• Entries shown:
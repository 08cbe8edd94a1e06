//! Error Scenario Tests for Provider Adapters
//!
//! Non-success statuses, malformed bodies, timeouts and unreachable
//! endpoints must all surface as errors, never as empty tokens.

use std::time::Duration;

use warden_core::ProviderType;
use warden_providers::{GoogleEndpoints, GoogleProvider, OAuthProvider, ProviderError};
use wiremock::MockServer;

use super::common::{
    test_client, TEST_ACCESS_TOKEN, TEST_AUTH_CODE, TEST_CLIENT_ID, TEST_CLIENT_SECRET,
    TEST_REDIRECT_URL, TEST_REFRESH_TOKEN,
};
use super::mock_server::{
    setup_token_endpoint_error, setup_token_endpoint_raw, setup_token_endpoint_slow,
    setup_userinfo_error, setup_userinfo_raw, AUTHORIZE_PATH, TOKEN_PATH, USERINFO_PATH,
};

fn provider_for(base: &str) -> GoogleProvider {
    GoogleProvider::new(TEST_CLIENT_ID, TEST_CLIENT_SECRET, TEST_REDIRECT_URL, test_client())
        .with_endpoints(GoogleEndpoints {
            authorization: format!("{base}{AUTHORIZE_PATH}"),
            token: format!("{base}{TOKEN_PATH}"),
            userinfo: format!("{base}{USERINFO_PATH}"),
        })
}

#[tokio::test]
async fn test_code_exchange_invalid_grant() {
    let server = MockServer::start().await;
    setup_token_endpoint_error(&server, 400, "invalid_grant").await;

    let err = provider_for(&server.uri())
        .verify_code(TEST_AUTH_CODE)
        .await
        .unwrap_err();

    assert_eq!(err.error_code(), "code_exchange_failed");
    assert_eq!(err.upstream_status(), Some(400));
    assert!(err.upstream().unwrap().detail.contains("invalid_grant"));
    assert!(!err.to_string().contains(TEST_CLIENT_SECRET));
}

#[tokio::test]
async fn test_refresh_server_error() {
    let server = MockServer::start().await;
    setup_token_endpoint_error(&server, 503, "temporarily_unavailable").await;

    let err = provider_for(&server.uri())
        .refresh_token(TEST_REFRESH_TOKEN)
        .await
        .unwrap_err();

    assert!(matches!(
        err,
        ProviderError::RefreshFailed {
            provider: ProviderType::Google,
            ..
        }
    ));
    assert_eq!(err.upstream_status(), Some(503));
}

#[tokio::test]
async fn test_refresh_malformed_body_is_error() {
    let server = MockServer::start().await;
    setup_token_endpoint_raw(&server, "<html>not json</html>").await;

    let err = provider_for(&server.uri())
        .refresh_token(TEST_REFRESH_TOKEN)
        .await
        .unwrap_err();

    assert_eq!(err.error_code(), "refresh_failed");
    assert!(err.upstream().unwrap().detail.starts_with("malformed response"));
}

#[tokio::test]
async fn test_empty_access_token_is_error() {
    let server = MockServer::start().await;
    setup_token_endpoint_raw(&server, r#"{"access_token":"","token_type":"Bearer"}"#).await;

    let err = provider_for(&server.uri())
        .verify_code(TEST_AUTH_CODE)
        .await
        .unwrap_err();

    assert_eq!(err.error_code(), "code_exchange_failed");
}

#[tokio::test]
async fn test_userinfo_unauthorized() {
    let server = MockServer::start().await;
    setup_userinfo_error(&server, 401, r#"{"error":"invalid_token"}"#).await;

    let err = provider_for(&server.uri())
        .get_identity(TEST_ACCESS_TOKEN)
        .await
        .unwrap_err();

    assert_eq!(err.error_code(), "identity_fetch_failed");
    assert_eq!(err.upstream_status(), Some(401));
}

#[tokio::test]
async fn test_userinfo_malformed_body_is_error() {
    let server = MockServer::start().await;
    setup_userinfo_raw(&server, "<html>sign in again</html>").await;

    let err = provider_for(&server.uri())
        .get_identity(TEST_ACCESS_TOKEN)
        .await
        .unwrap_err();

    assert_eq!(err.error_code(), "identity_fetch_failed");
    assert_eq!(err.upstream_status(), Some(200));
    assert!(err.upstream().unwrap().detail.starts_with("malformed response"));
}

#[tokio::test]
async fn test_long_error_body_is_truncated() {
    let server = MockServer::start().await;
    setup_userinfo_error(&server, 500, &"x".repeat(5000)).await;

    let err = provider_for(&server.uri())
        .get_identity(TEST_ACCESS_TOKEN)
        .await
        .unwrap_err();

    let detail = &err.upstream().unwrap().detail;
    assert!(detail.len() < 600);
    assert!(detail.ends_with("... (truncated)"));
}

#[tokio::test]
async fn test_slow_token_endpoint_times_out() {
    let server = MockServer::start().await;
    setup_token_endpoint_slow(&server, Duration::from_secs(5)).await;

    let err = provider_for(&server.uri())
        .verify_code(TEST_AUTH_CODE)
        .await
        .unwrap_err();

    assert_eq!(err.error_code(), "code_exchange_failed");
    assert_eq!(err.upstream_status(), None);
}

#[tokio::test]
async fn test_dropped_call_is_cancelled() {
    let server = MockServer::start().await;
    setup_token_endpoint_slow(&server, Duration::from_secs(5)).await;
    let provider = provider_for(&server.uri());

    let outcome = tokio::time::timeout(
        Duration::from_millis(200),
        provider.verify_code(TEST_AUTH_CODE),
    )
    .await;

    assert!(outcome.is_err());
}

#[tokio::test]
async fn test_unreachable_endpoint() {
    // Port 9 (discard) on localhost is closed in test environments.
    let err = provider_for("http://127.0.0.1:9")
        .get_identity(TEST_ACCESS_TOKEN)
        .await
        .unwrap_err();

    assert_eq!(err.error_code(), "identity_fetch_failed");
    assert_eq!(err.upstream_status(), None);
}

#[tokio::test]
async fn test_empty_endpoint_fails_at_call_time() {
    let provider = provider_for("");
    let err = provider.verify_code(TEST_AUTH_CODE).await.unwrap_err();
    assert_eq!(err.upstream_status(), None);
}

• Task description:
Restate the records above in full, keeping each line exactly as it stands.

• Output:
repository 08cbe8edd94a1e06
//! Error Scenario Tests for Provider Adapters
//!
//! Non-success statuses, malformed bodies, timeouts and unreachable
//! endpoints must all surface as errors, never as empty tokens.

use std::time::Duration;

use warden_core::ProviderType;
use warden_providers::{GoogleEndpoints, GoogleProvider, OAuthProvider, ProviderError};
use wiremock::MockServer;

use super::common::{
    test_client, TEST_ACCESS_TOKEN, TEST_AUTH_CODE, TEST_CLIENT_ID, TEST_CLIENT_SECRET,
    TEST_REDIRECT_URL, TEST_REFRESH_TOKEN,
};
use super::mock_server::{
    setup_token_endpoint_error, setup_token_endpoint_raw, setup_token_endpoint_slow,
    setup_userinfo_error, setup_userinfo_raw, AUTHORIZE_PATH, TOKEN_PATH, USERINFO_PATH,
};

fn provider_for(base: &str) -> GoogleProvider {
    GoogleProvider::new(TEST_CLIENT_ID, TEST_CLIENT_SECRET, TEST_REDIRECT_URL, test_client())
        .with_endpoints(GoogleEndpoints {
            authorization: format!("{base}{AUTHORIZE_PATH}"),
            token: format!("{base}{TOKEN_PATH}"),
            userinfo: format!("{base}{USERINFO_PATH}"),
        })
}

#[tokio::test]
async fn test_code_exchange_invalid_grant() {
    let server = MockServer::start().await;
    setup_token_endpoint_error(&server, 400, "invalid_grant").await;

    let err = provider_for(&server.uri())
        .verify_code(TEST_AUTH_CODE)
        .await
        .unwrap_err();

    assert_eq!(err.error_code(), "code_exchange_failed");
    assert_eq!(err.upstream_status(), Some(400));
    assert!(err.upstream().unwrap().detail.contains("invalid_grant"));
    assert!(!err.to_string().contains(TEST_CLIENT_SECRET));
}

#[tokio::test]
async fn test_refresh_server_error() {
    let server = MockServer::start().await;
    setup_token_endpoint_error(&server, 503, "temporarily_unavailable").await;

    let err = provider_for(&server.uri())
        .refresh_token(TEST_REFRESH_TOKEN)
        .await
        .unwrap_err();

    assert!(matches!(
        err,
        ProviderError::RefreshFailed {
            provider: ProviderType::Google,
            ..
        }
    ));
    assert_eq!(err.upstream_status(), Some(503));
}

#[tokio::test]
async fn test_refresh_malformed_body_is_error() {
    let server = MockServer::start().await;
    setup_token_endpoint_raw(&server, "<html>not json</html>").await;

    let err = provider_for(&server.uri())
        .refresh_token(TEST_REFRESH_TOKEN)
        .await
        .unwrap_err();

    assert_eq!(err.error_code(), "refresh_failed");
    assert!(err.upstream().unwrap().detail.starts_with("malformed response"));
}

#[tokio::test]
async fn test_empty_access_token_is_error() {
    let server = MockServer::start().await;
    setup_token_endpoint_raw(&server, r#"{"access_token":"","token_type":"Bearer"}"#).await;

    let err = provider_for(&server.uri())
        .verify_code(TEST_AUTH_CODE)
        .await
        .unwrap_err();

    assert_eq!(err.error_code(), "code_exchange_failed");
}

#[tokio::test]
async fn test_userinfo_unauthorized() {
    let server = MockServer::start().await;
    setup_userinfo_error(&server, 401, r#"{"error":"invalid_token"}"#).await;

    let err = provider_for(&server.uri())
        .get_identity(TEST_ACCESS_TOKEN)
        .await
        .unwrap_err();

    assert_eq!(err.error_code(), "identity_fetch_failed");
    assert_eq!(err.upstream_status(), Some(401));
}

#[tokio::test]
async fn test_userinfo_malformed_body_is_error() {
    let server = MockServer::start().await;
    setup_userinfo_raw(&server, "<html>sign in again</html>").await;

    let err = provider_for(&server.uri())
        .get_identity(TEST_ACCESS_TOKEN)
        .await
        .unwrap_err();

    assert_eq!(err.error_code(), "identity_fetch_failed");
    assert_eq!(err.upstream_status(), Some(200));
    assert!(err.upstream().unwrap().detail.starts_with("malformed response"));
}

#[tokio::test]
async fn test_long_error_body_is_truncated() {
    let server = MockServer::start().await;
    setup_userinfo_error(&server, 500, &"x".repeat(5000)).await;

    let err = provider_for(&server.uri())
        .get_identity(TEST_ACCESS_TOKEN)
        .await
        .unwrap_err();

    let detail = &err.upstream().unwrap().detail;
    assert!(detail.len() < 600);
    assert!(detail.ends_with("... (truncated)"));
}

#[tokio::test]
async fn test_slow_token_endpoint_times_out() {
    let server = MockServer::start().await;
    setup_token_endpoint_slow(&server, Duration::from_secs(5)).await;

    let err = provider_for(&server.uri())
        .verify_code(TEST_AUTH_CODE)
        .await
        .unwrap_err();

    assert_eq!(err.error_code(), "code_exchange_failed");
    assert_eq!(err.upstream_status(), None);
}

#[tokio::test]
async fn test_dropped_call_is_cancelled() {
    let server = MockServer::start().await;
    setup_token_endpoint_slow(&server, Duration::from_secs(5)).await;
    let provider = provider_for(&server.uri());

    let outcome = tokio::time::timeout(
        Duration::from_millis(200),
        provider.verify_code(TEST_AUTH_CODE),
    )
    .await;

    assert!(outcome.is_err());
}

#[tokio::test]
async fn test_unreachable_endpoint() {
    // Port 9 (discard) on localhost is closed in test environments.
    let err = provider_for("http://127.0.0.1:9")
        .get_identity(TEST_ACCESS_TOKEN)
        .await
        .unwrap_err();

    assert_eq!(err.error_code(), "identity_fetch_failed");
    assert_eq!(err.upstream_status(), None);
}

#[tokio::test]
async fn test_empty_endpoint_fails_at_call_time() {
    let provider = provider_for("");
    let err = provider.verify_code(TEST_AUTH_CODE).await.unwrap_err();
    assert_eq!(err.upstream_status(), None);
}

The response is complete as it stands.